*EXERCISE OBJECTIVE*: Below are the records; locate each line with the word "extrapolation" and copy it.

Saved entries

·····

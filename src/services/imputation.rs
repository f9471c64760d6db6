use chrono::NaiveDate;

use crate::domain::model::ForecastConfig;
use crate::domain::series::{closed_flags, last_closed_month_start};
use crate::services::percentiles;

/// Result of filling in the unclosed tail of the historical series.
#[derive(Debug, Clone)]
pub struct ImputationOutcome {
    pub series: Vec<f64>,
    pub last_closed_month_start: NaiveDate,
    /// Median year-over-year ratio per calendar-month bucket, clamped.
    pub month_trend_factors: [f64; 12],
}

/// Replaces every unclosed month with a same-month trend extrapolation
/// of the prior year, so partial in-month actuals do not drag the model
/// down. Closed months pass through unchanged, and an imputed value is
/// never lower than the partial actual already recorded.
pub fn impute_unclosed_months(
    series: &[f64],
    series_start: NaiveDate,
    run_date: NaiveDate,
    config: &ForecastConfig,
) -> ImputationOutcome {
    let last_closed = last_closed_month_start(run_date);
    let closed = closed_flags(series_start, series.len(), last_closed);
    let factors = month_trend_factors(series, &closed, config);

    let mut out = series.to_vec();
    for i in 0..out.len() {
        if closed[i] {
            continue;
        }

        let current = out[i];
        // The prior-year value is read from the adjusted series, so a
        // long unclosed tail cascades year over year.
        let candidate = if i >= 12 && out[i - 12] > 0.0 {
            out[i - 12] * factors[i % 12]
        } else {
            closed_month_average(&out, &closed, i % 12)
        };

        let mut value = if candidate.is_finite() { candidate } else { current };
        value = value.max(0.0);
        // A partial actual can only be revised upward, never downward.
        out[i] = value.max(current);
    }

    ImputationOutcome {
        series: out,
        last_closed_month_start: last_closed,
        month_trend_factors: factors,
    }
}

/// Median current-year / prior-year ratio per calendar-month bucket,
/// using closed pairs with a positive prior value. Defaults to 1.0 when
/// a bucket has no usable pair.
fn month_trend_factors(series: &[f64], closed: &[bool], config: &ForecastConfig) -> [f64; 12] {
    let mut factors = [1.0; 12];

    for (bucket, factor) in factors.iter_mut().enumerate() {
        let mut ratios = Vec::new();
        for i in 12..series.len() {
            if i % 12 != bucket || !closed[i] {
                continue;
            }
            let prev = series[i - 12];
            if prev > 0.0 {
                ratios.push(series[i] / prev);
            }
        }

        if !ratios.is_empty() {
            let mut median = percentiles::value(&ratios, 0.5);
            if !median.is_finite() || median <= 0.0 {
                median = 1.0;
            }
            *factor = median.clamp(config.trend_factor_min, config.trend_factor_max);
        }
    }

    factors
}

/// Mean of the closed values sharing a calendar-month bucket; 0 when
/// none exist.
fn closed_month_average(series: &[f64], closed: &[bool], bucket: usize) -> f64 {
    let values: Vec<f64> = series
        .iter()
        .enumerate()
        .filter(|(i, v)| i % 12 == bucket && closed[*i] && v.is_finite())
        .map(|(_, v)| *v)
        .collect();

    if values.is_empty() {
        0.0
    } else {
        values.iter().sum::<f64>() / values.len() as f64
    }
}

#[cfg(test)]
mod tests {
    use super::*;
    use crate::domain::series::HISTORY_MONTHS;

    fn start() -> NaiveDate {
        NaiveDate::from_ymd_opt(2022, 4, 1).unwrap()
    }

    // Run date that leaves the final two series months (2026/02, 2026/03)
    // unclosed: 2026/02 run => last closed month is 2026/01.
    fn run_date_with_two_open_months() -> NaiveDate {
        NaiveDate::from_ymd_opt(2026, 2, 10).unwrap()
    }

    #[test]
    fn closed_months_are_passed_through_unchanged() {
        let series: Vec<f64> = (0..HISTORY_MONTHS).map(|i| 100.0 + i as f64).collect();
        let outcome = impute_unclosed_months(
            &series,
            start(),
            run_date_with_two_open_months(),
            &ForecastConfig::default(),
        );

        for i in 0..HISTORY_MONTHS - 2 {
            assert_eq!(outcome.series[i], series[i], "month {i} changed");
        }
    }

    #[test]
    fn unclosed_months_are_never_revised_below_the_partial_actual() {
        let mut series = vec![100.0; HISTORY_MONTHS];
        // Partial actual in the last month already above any plausible
        // trend extrapolation.
        series[HISTORY_MONTHS - 1] = 500.0;

        let outcome = impute_unclosed_months(
            &series,
            start(),
            run_date_with_two_open_months(),
            &ForecastConfig::default(),
        );

        assert!(outcome.series[HISTORY_MONTHS - 1] >= 500.0);
        for i in 0..HISTORY_MONTHS {
            assert!(outcome.series[i] >= series[i]);
        }
    }

    #[test]
    fn trend_factors_are_clamped_to_the_configured_bounds() {
        // Each year doubles, so the raw year-over-year ratio is 2.0.
        let mut series = Vec::with_capacity(HISTORY_MONTHS);
        for year in 0..4 {
            for _ in 0..12 {
                series.push(100.0 * f64::powi(2.0, year));
            }
        }

        let config = ForecastConfig::default();
        let outcome =
            impute_unclosed_months(&series, start(), run_date_with_two_open_months(), &config);

        for factor in outcome.month_trend_factors {
            assert!(factor >= config.trend_factor_min);
            assert!(factor <= config.trend_factor_max);
        }
        // The unclosed months extrapolate from the prior year at the
        // clamped factor.
        let expected = series[HISTORY_MONTHS - 1 - 12] * config.trend_factor_max;
        assert!((outcome.series[HISTORY_MONTHS - 1] - expected).abs() < 1e-9);
    }

    #[test]
    fn a_long_unclosed_tail_cascades_year_over_year() {
        // Last closed month is 2025/01 (index 33), leaving 14 months
        // unclosed so the final ones have no closed prior-year value.
        let run_date = NaiveDate::from_ymd_opt(2025, 2, 10).unwrap();
        let mut series = vec![0.0; HISTORY_MONTHS];
        for (i, value) in series.iter_mut().enumerate().take(34) {
            *value = 100.0 * f64::powi(1.15, (i / 12) as i32);
        }

        let outcome =
            impute_unclosed_months(&series, start(), run_date, &ForecastConfig::default());

        // Index 46 extrapolates from index 34, which is itself imputed.
        let expected_34 = series[22] * 1.15;
        let expected_46 = expected_34 * 1.15;
        assert!((outcome.series[34] - expected_34).abs() < 1e-9);
        assert!((outcome.series[46] - expected_46).abs() < 1e-9);
    }

    #[test]
    fn falls_back_to_the_closed_same_month_average_without_a_prior_year_value() {
        let mut series = vec![100.0; HISTORY_MONTHS];
        // No prior-year value for the final month bucket.
        series[HISTORY_MONTHS - 1 - 12] = 0.0;
        series[HISTORY_MONTHS - 1] = 0.0;

        let outcome = impute_unclosed_months(
            &series,
            start(),
            run_date_with_two_open_months(),
            &ForecastConfig::default(),
        );

        // Average of the closed values in that bucket: 100, 100 and 0.
        assert!((outcome.series[HISTORY_MONTHS - 1] - 200.0 / 3.0).abs() < 1e-9);
    }

    #[test]
    fn a_run_date_after_the_window_closes_every_month() {
        let series = vec![100.0; HISTORY_MONTHS];
        let run_date = NaiveDate::from_ymd_opt(2026, 8, 30).unwrap();
        let outcome =
            impute_unclosed_months(&series, start(), run_date, &ForecastConfig::default());

        assert_eq!(outcome.series, series);
        assert_eq!(
            outcome.last_closed_month_start,
            NaiveDate::from_ymd_opt(2026, 7, 1).unwrap()
        );
    }
}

·····

*SOLUTION*:
/// Replaces every unclosed month with a same-month trend extrapolation
        // trend extrapolation.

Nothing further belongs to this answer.